Bureau Dupin is a collective of engaged citizens. In cooperation with the police, they are investigating the added value of citizen participation in police cases that have hit a dead end. As part of the collaboration, Bureau Dupin may ask the police for information that cannot be found in open sources accessible to citizens. After reviewing relevant laws and regulations, the police and the judiciary may decide to release this information. This has now happened with the telephone records from the investigation.

Unprecedented

The telecom data have been released in pseudonymized form. This means that all numbers in the file have been converted into a unique code. This way, investigators can no longer see which phone numbers are involved while it is still possible to apply data science techniques. It has not happened before that the police release telecom data in a cold case investigation. Peter de Kock of Bureau Dupin: “Data Science is becoming more powerful every year. There are techniques available that were were unthinkable in 2013. We hope to be able to discover remarkable things in the telephone traffic of Marja Nijholt or in the area where she spent the last days of her life.”

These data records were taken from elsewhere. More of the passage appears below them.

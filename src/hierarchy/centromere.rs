//! Optional p/q cross-linking across the centromere.
//!
//! For each chromosome the last node of the p arm and the first node of the q arm at
//! a chosen level are joined with `next`/`previous`. A slot that intra-arm linking has
//! already filled is never overwritten.

use serde::Serialize;
use tracing::{debug, info};

use crate::core::types::{Arm, CrossLinkLevel};
use crate::hierarchy::order::{OrderTracker, ScopeKey};
use crate::hierarchy::tree::BandTree;

/// A cross-link that changed at least one side
#[derive(Debug, Clone, PartialEq, Eq, Serialize)]
pub struct CrossLink {
    pub chromosome: String,
    pub level: CrossLinkLevel,
    /// Last p-arm node
    pub from: String,
    /// First q-arm node
    pub to: String,
    /// `from.next` was set by this pass
    pub next_added: bool,
    /// `to.previous` was set by this pass
    pub previous_added: bool,
}

/// Region codes of an arm in tracked order
fn region_sequence(tracker: &OrderTracker, chromosome: &str, arm: Arm) -> Vec<String> {
    tracker
        .sequence(&ScopeKey::regions(chromosome, arm))
        .to_vec()
}

/// Band codes of an arm, region by region
fn band_sequence(tracker: &OrderTracker, chromosome: &str, arm: Arm) -> Vec<String> {
    let mut bands = Vec::new();
    for region_code in tracker.sequence(&ScopeKey::regions(chromosome, arm)) {
        let Some(region) = region_code.chars().last() else {
            continue;
        };
        bands.extend_from_slice(tracker.sequence(&ScopeKey::bands(chromosome, arm, region)));
    }
    bands
}

/// Subband codes of an arm, band by band; bands without subbands contribute nothing
fn subband_sequence(tracker: &OrderTracker, chromosome: &str, arm: Arm) -> Vec<String> {
    let mut nodes = Vec::new();
    for band_code in band_sequence(tracker, chromosome, arm) {
        // Band codes end in the ASCII region and band digits
        let band_digits = &band_code[band_code.len().saturating_sub(2)..];
        nodes.extend_from_slice(tracker.sequence(&ScopeKey::subbands(chromosome, arm, band_digits)));
    }
    nodes
}

/// Nodes of one arm at a single level. With `band_fallback`, an arm that has no
/// subbands at all is represented at subband level by its bands.
fn arm_sequence(
    tracker: &OrderTracker,
    chromosome: &str,
    arm: Arm,
    level: CrossLinkLevel,
    band_fallback: bool,
) -> Vec<String> {
    match level {
        CrossLinkLevel::Region => region_sequence(tracker, chromosome, arm),
        CrossLinkLevel::Band => band_sequence(tracker, chromosome, arm),
        CrossLinkLevel::Subband | CrossLinkLevel::All => {
            let subbands = subband_sequence(tracker, chromosome, arm);
            if subbands.is_empty() && band_fallback {
                band_sequence(tracker, chromosome, arm)
            } else {
                subbands
            }
        }
    }
}

fn endpoints(
    tree: &BandTree,
    tracker: &OrderTracker,
    chromosome: &str,
    level: CrossLinkLevel,
    band_fallback: bool,
) -> Option<(String, String)> {
    if !tree.contains(&format!("{chromosome}p")) || !tree.contains(&format!("{chromosome}q")) {
        return None;
    }

    let last_p = arm_sequence(tracker, chromosome, Arm::P, level, band_fallback).pop()?;
    let first_q = arm_sequence(tracker, chromosome, Arm::Q, level, band_fallback)
        .into_iter()
        .next()?;
    Some((last_p, first_q))
}

/// Find `(last of p, first of q)` for a chromosome at a single level.
/// Returns `None` if either arm is missing or has nothing at that level.
///
/// At subband level an arm without any subbands falls back to its bands, so a
/// subbanded p arm still reaches an unsubdivided q arm.
#[must_use]
pub fn find_endpoints(
    tree: &BandTree,
    tracker: &OrderTracker,
    chromosome: &str,
    level: CrossLinkLevel,
) -> Option<(String, String)> {
    endpoints(tree, tracker, chromosome, level, true)
}

/// Join p and q arms across the centromere for each chromosome at the requested level(s).
/// Only empty link slots are filled. Returns the cross-links that changed something.
pub fn cross_link_centromere(
    tree: &mut BandTree,
    tracker: &OrderTracker,
    chromosomes: &[String],
    level: CrossLinkLevel,
) -> Vec<CrossLink> {
    let mut added = Vec::new();
    // Under `All` the band pass joins band nodes; the subband pass only joins subbands
    let band_fallback = level != CrossLinkLevel::All;

    for chromosome in chromosomes {
        for single in level.levels() {
            let Some((from, to)) = endpoints(tree, tracker, chromosome, single, band_fallback)
            else {
                debug!(chromosome = %chromosome, level = %single, "no centromere endpoints");
                continue;
            };
            if !tree.contains(&from) || !tree.contains(&to) {
                continue;
            }

            let next_added = tree.get_mut(&from).is_some_and(|node| {
                if node.links.next.is_some() {
                    return false;
                }
                node.links.next = Some(to.clone());
                true
            });
            let previous_added = tree.get_mut(&to).is_some_and(|node| {
                if node.links.previous.is_some() {
                    return false;
                }
                node.links.previous = Some(from.clone());
                true
            });

            if next_added || previous_added {
                info!(
                    chromosome = %chromosome,
                    level = %single,
                    "cross-linked {from} <-> {to}"
                );
                added.push(CrossLink {
                    chromosome: chromosome.clone(),
                    level: single,
                    from,
                    to,
                    next_added,
                    previous_added,
                });
            }
        }
    }

    added
}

To research these patterns, Bureau Dupin is collaborating with the Jheronimus Academy of Data Science (JADS) in Den Bosch. JADS is a collaboration between Eindhoven University of Technology and Tilburg University, where students, researchers and companies work together on “cool stuff that matters, with data”. One of the key knowledge domains of JADS is Crime & Safety. At JADS, a group of university students, under the supervision of a professor, will conduct research on the dataset.

New insights

By bringing the case of Marja Nijholt to the attention of a wide audience and consulting open sources, Bureau Dupin hopes to uncover new leads and insights, which may possibly lead to the reopening of the case. Since Bureau Dupin’s inception in October 2020, more than 1,800 people have signed up to participate in the investigation of the New Year’s murder. Their reporting and progress can be followed through the website bureaudupin.org and the podcast series De Nieuwjaarsmoord (The New Year’s Murder).

More information

Peter de Kock: peter@bureaudupin.org

www.bureaudupin.org

Podcast series De Nieuwjaarsmoord en Op het bureau (To be found on Spotify)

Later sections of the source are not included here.